Recently I came across a quote from Justice Brandeis regarding the impact of the size of a private institution of the institutions of a liberal state.
"Through size, corporations, once merely an efficient tool employed by individuals in the conduct of private business have become an institution-an institution which has brought such concentration of economic power that so-called private corporations are sometimes able to dominate the state. The typical business corporation of the last century, owned by a small group of individuals, managed by their owners, and limited in size by their private wealth, is being supplanted by huge concerns in which the lives of tens or hundreds of thousands of employees and the property of tens of hundreds of thousands of investors are subjected, through the corporate mechanism, to the control of a few men. Ownership has been separated from control; and this separation has removed many of the checks which formerly operated to curb the misuse of wealth and power. And, as ownership of the shares is becoming continually more dispersed, the power which formerly accompanied ownership is becoming increasingly concentrated in the hands of a few... [and] coincident with the growth of these giant corporations, there has occurred a marked concentration of individual wealth; and that the resulting disparity in incomes is a major cause of the existing depression."
Dissent, Liggett Co. v. Lee, 288 U.S. 517 (1933), at 565-67. Justice Louis Brandeis
Brandeis identifies a critical element that appears to be missing in the current debate regarding our political system, the economy and the environment. While economists wax wroth over which theory of financial exchange is real, and conservatives and liberals are engaged in a fight to the death over whether government is the problem or the solution, the institutions that so troubled Brandeis, have continued their legislative and judicial march, increasing their wealth and power until now they stand on the verge of acquiring all the rights of an individual with a few of the duties.
For all extents and purposes there has ceased to be a distinction between very large corporations (VLCS) and nations except that in many cases the VLCS have greater economic and political power than many if not most countries, as well as greater control of their dependents (worker's and customers) than most countries have over their own citizens.
With the impending potential collapse of liberal democracies under the influence of these institutions (VLCS) and climate, religious and ideological pressures, I can foresee a time in the not to distant future where in some cases the fiction of Democracy will be done away with and the VLCS will, in one way or another, reign again as did the British East India Company in India.

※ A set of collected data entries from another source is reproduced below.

//! Depth-first walk over a record's fields.
//!
//! Each field is classified by its tag:
//!
//! - a leaf is resolved from one key: the key is composed with the current
//!   prefix (unless `omitprefix`), looked up, defaulted or rejected when
//!   missing, coerced through its [`EnvValue`] impl, then assigned;
//! - a structural field is recursed into with the prefix extended by its
//!   `nested:` suffix, or unchanged when the field is untagged.
//!
//! The walk is fail-fast. Fields assigned before a failure keep their values.

use tracing::{debug, trace};

use crate::error::Error;
use crate::format::FormatOptions;
use crate::shape::Shape;
use crate::source::EnvSource;
use crate::tag::{Recurse, TagDirective};
use crate::value::EnvValue;

/// A record whose fields can be populated from environment values.
///
/// Usually derived with `#[derive(Populate)]`, which walks fields in
/// declaration order.
pub trait Populate {
    /// Base prefix declared on the type with `#[env(prefix = "...")]`.
    const PREFIX: &'static str = "";

    /// Populate every field from `scope`.
    fn populate(&mut self, scope: &Scope<'_>) -> Result<(), Error>;

    /// Reject targets the entry operation cannot populate.
    fn check_target(&self) -> Result<(), Error> {
        Ok(())
    }

    /// Build a default instance and populate it from the process environment
    /// using [`Self::PREFIX`].
    ///
    /// There is no panicking variant. At startup, where a bad environment
    /// should abort, call `.expect(..)` on the result:
    ///
    /// ```rust
    /// use envbind::Populate;
    ///
    /// #[derive(Debug, Default, Populate)]
    /// #[env(prefix = "DOC_FROM_ENV")]
    /// struct Config {
    ///     #[env("workers", default = "4")]
    ///     workers: usize,
    /// }
    ///
    /// let config = Config::from_env().expect("invalid environment");
    /// assert_eq!(config.workers, 4);
    /// ```
    fn from_env() -> Result<Self, Error>
    where
        Self: Sized + Default,
    {
        let mut target = Self::default();
        crate::Engine::new()
            .with_prefix(Self::PREFIX)
            .populate(&mut target)?;
        Ok(target)
    }
}

/// Pointer slot for a nested record: filled with `T::default()` before
/// recursion, even if no key below it is present.
impl<T: Populate + Default> Populate for Option<T> {
    const PREFIX: &'static str = T::PREFIX;

    fn populate(&mut self, scope: &Scope<'_>) -> Result<(), Error> {
        if self.is_none() {
            trace!(prefix = scope.prefix(), "allocating nested record");
        }
        self.get_or_insert_with(T::default).populate(scope)
    }

    fn check_target(&self) -> Result<(), Error> {
        match self {
            Some(inner) => inner.check_target(),
            None => Err(Error::InvalidTarget {
                reason: format!("empty Option<{}>", std::any::type_name::<T>()),
            }),
        }
    }
}

impl<T: Populate> Populate for Box<T> {
    const PREFIX: &'static str = T::PREFIX;

    fn populate(&mut self, scope: &Scope<'_>) -> Result<(), Error> {
        (**self).populate(scope)
    }

    fn check_target(&self) -> Result<(), Error> {
        (**self).check_target()
    }
}

/// Static description of one field, emitted by the derive.
#[derive(Debug, Clone, Copy, PartialEq, Eq)]
pub struct FieldDescriptor {
    /// Declared field name.
    pub name: &'static str,
    /// Raw tag: `<key>[,required][,omitprefix]`, `nested:<suffix>` or empty.
    pub tag: &'static str,
    /// Raw format option.
    pub format: &'static str,
    /// Default-value tag.
    pub default: Option<&'static str>,
}

impl FieldDescriptor {
    pub const fn new(name: &'static str, tag: &'static str) -> Self {
        Self {
            name,
            tag,
            format: "",
            default: None,
        }
    }

    pub const fn with_format(mut self, format: &'static str) -> Self {
        self.format = format;
        self
    }

    pub const fn with_default(mut self, default: &'static str) -> Self {
        self.default = Some(default);
        self
    }
}

enum Lookup<'d> {
    Value(String),
    Default(&'d str),
    Absent,
}

/// Traversal state for one nesting level: the source and the accumulated
/// prefix.
#[derive(Clone)]
pub struct Scope<'a> {
    source: &'a dyn EnvSource,
    prefix: String,
}

impl<'a> Scope<'a> {
    pub fn new(source: &'a dyn EnvSource, prefix: impl Into<String>) -> Self {
        Self {
            source,
            prefix: prefix.into(),
        }
    }

    /// Accumulated prefix, in declared case.
    pub fn prefix(&self) -> &str {
        &self.prefix
    }

    /// Scope for a nested record: `prefix + "_" + suffix`.
    pub fn child(&self, suffix: &str) -> Scope<'a> {
        let prefix = match (self.prefix.is_empty(), suffix.is_empty()) {
            (_, true) => self.prefix.clone(),
            (true, false) => suffix.to_string(),
            (false, false) => format!("{}_{}", self.prefix, suffix),
        };
        Scope {
            source: self.source,
            prefix,
        }
    }

    /// Upper-cased lookup key for a leaf directive.
    pub fn resolve_key(&self, directive: &TagDirective<'_>) -> String {
        if directive.omit_prefix || self.prefix.is_empty() {
            directive.key.to_uppercase()
        } else {
            format!("{}_{}", self.prefix, directive.key).to_uppercase()
        }
    }

    /// Resolve, coerce and assign a leaf field.
    ///
    /// A field whose key is absent, not required and without default is left
    /// untouched.
    pub fn leaf<T: EnvValue>(&self, field: &mut T, desc: &FieldDescriptor) -> Result<(), Error> {
        let directive = TagDirective::parse(desc.tag, desc.default);
        match directive.recurse {
            Recurse::None => {}
            Recurse::Nested(suffix) => {
                return Err(Error::UnsupportedShape {
                    key: self.child(suffix).prefix.to_uppercase(),
                    shape: T::shape(),
                });
            }
            Recurse::Transparent => {
                trace!(field = desc.name, "skipping untagged field");
                return Ok(());
            }
        }

        let key = self.resolve_key(&directive);
        let (raw, from_default) = match self.lookup(&key, &directive)? {
            Lookup::Value(value) => (value, false),
            Lookup::Default(default) => (default.to_string(), true),
            Lookup::Absent => {
                trace!(field = desc.name, key = %key, "not set, leaving field untouched");
                return Ok(());
            }
        };

        let shape = T::shape();
        let format = FormatOptions::parse(desc.format, &shape);
        *field = T::coerce(&raw, &format)
            .map_err(|source| Error::from_value(key.clone(), desc.format, source))?;

        debug!(field = desc.name, key = %key, shape = %shape, from_default, "assigned field");
        Ok(())
    }

    /// Recurse into a structural field.
    pub fn nested<T: Populate>(&self, field: &mut T, desc: &FieldDescriptor) -> Result<(), Error> {
        let directive = TagDirective::parse(desc.tag, None);
        let scope = match directive.recurse {
            Recurse::Nested(suffix) => self.child(suffix),
            Recurse::Transparent => self.clone(),
            Recurse::None => {
                return Err(Error::UnsupportedShape {
                    key: self.resolve_key(&directive),
                    shape: Shape::Struct,
                });
            }
        };

        trace!(field = desc.name, prefix = scope.prefix(), "entering nested record");
        field.populate(&scope)
    }

    fn lookup<'d>(&self, key: &str, directive: &TagDirective<'d>) -> Result<Lookup<'d>, Error> {
        let default = directive.non_empty_default();
        match (self.source.lookup(key), default) {
            (Some(value), _) if !value.is_empty() => Ok(Lookup::Value(value)),
            (_, Some(default)) => Ok(Lookup::Default(default)),
            (None, None) if directive.required => Err(Error::MissingRequired {
                key: key.to_string(),
            }),
            (Some(_), None) if directive.required => Err(Error::EmptyRequired {
                key: key.to_string(),
            }),
            (Some(empty), None) => Ok(Lookup::Value(empty)),
            (None, None) => Ok(Lookup::Absent),
        }
    }
}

We should never forget that to a great extent, it was these types of commercial companies, with much less economic and political power [no one thought at that time thought they were individuals] who created much of colonial America. We should also remember a nation-state could be seen as having originated as a commercial enterprise based upon the exploitation of land and managed by a small group of self perpetuating individuals. Nation-states, as we have come to know them, in most cases, were not, in most cases, simply City-states grown large but vast agricultural and commercial enterprises. Liberal Democracy, for the most part, was an idea borrowed from city-states not nation-states.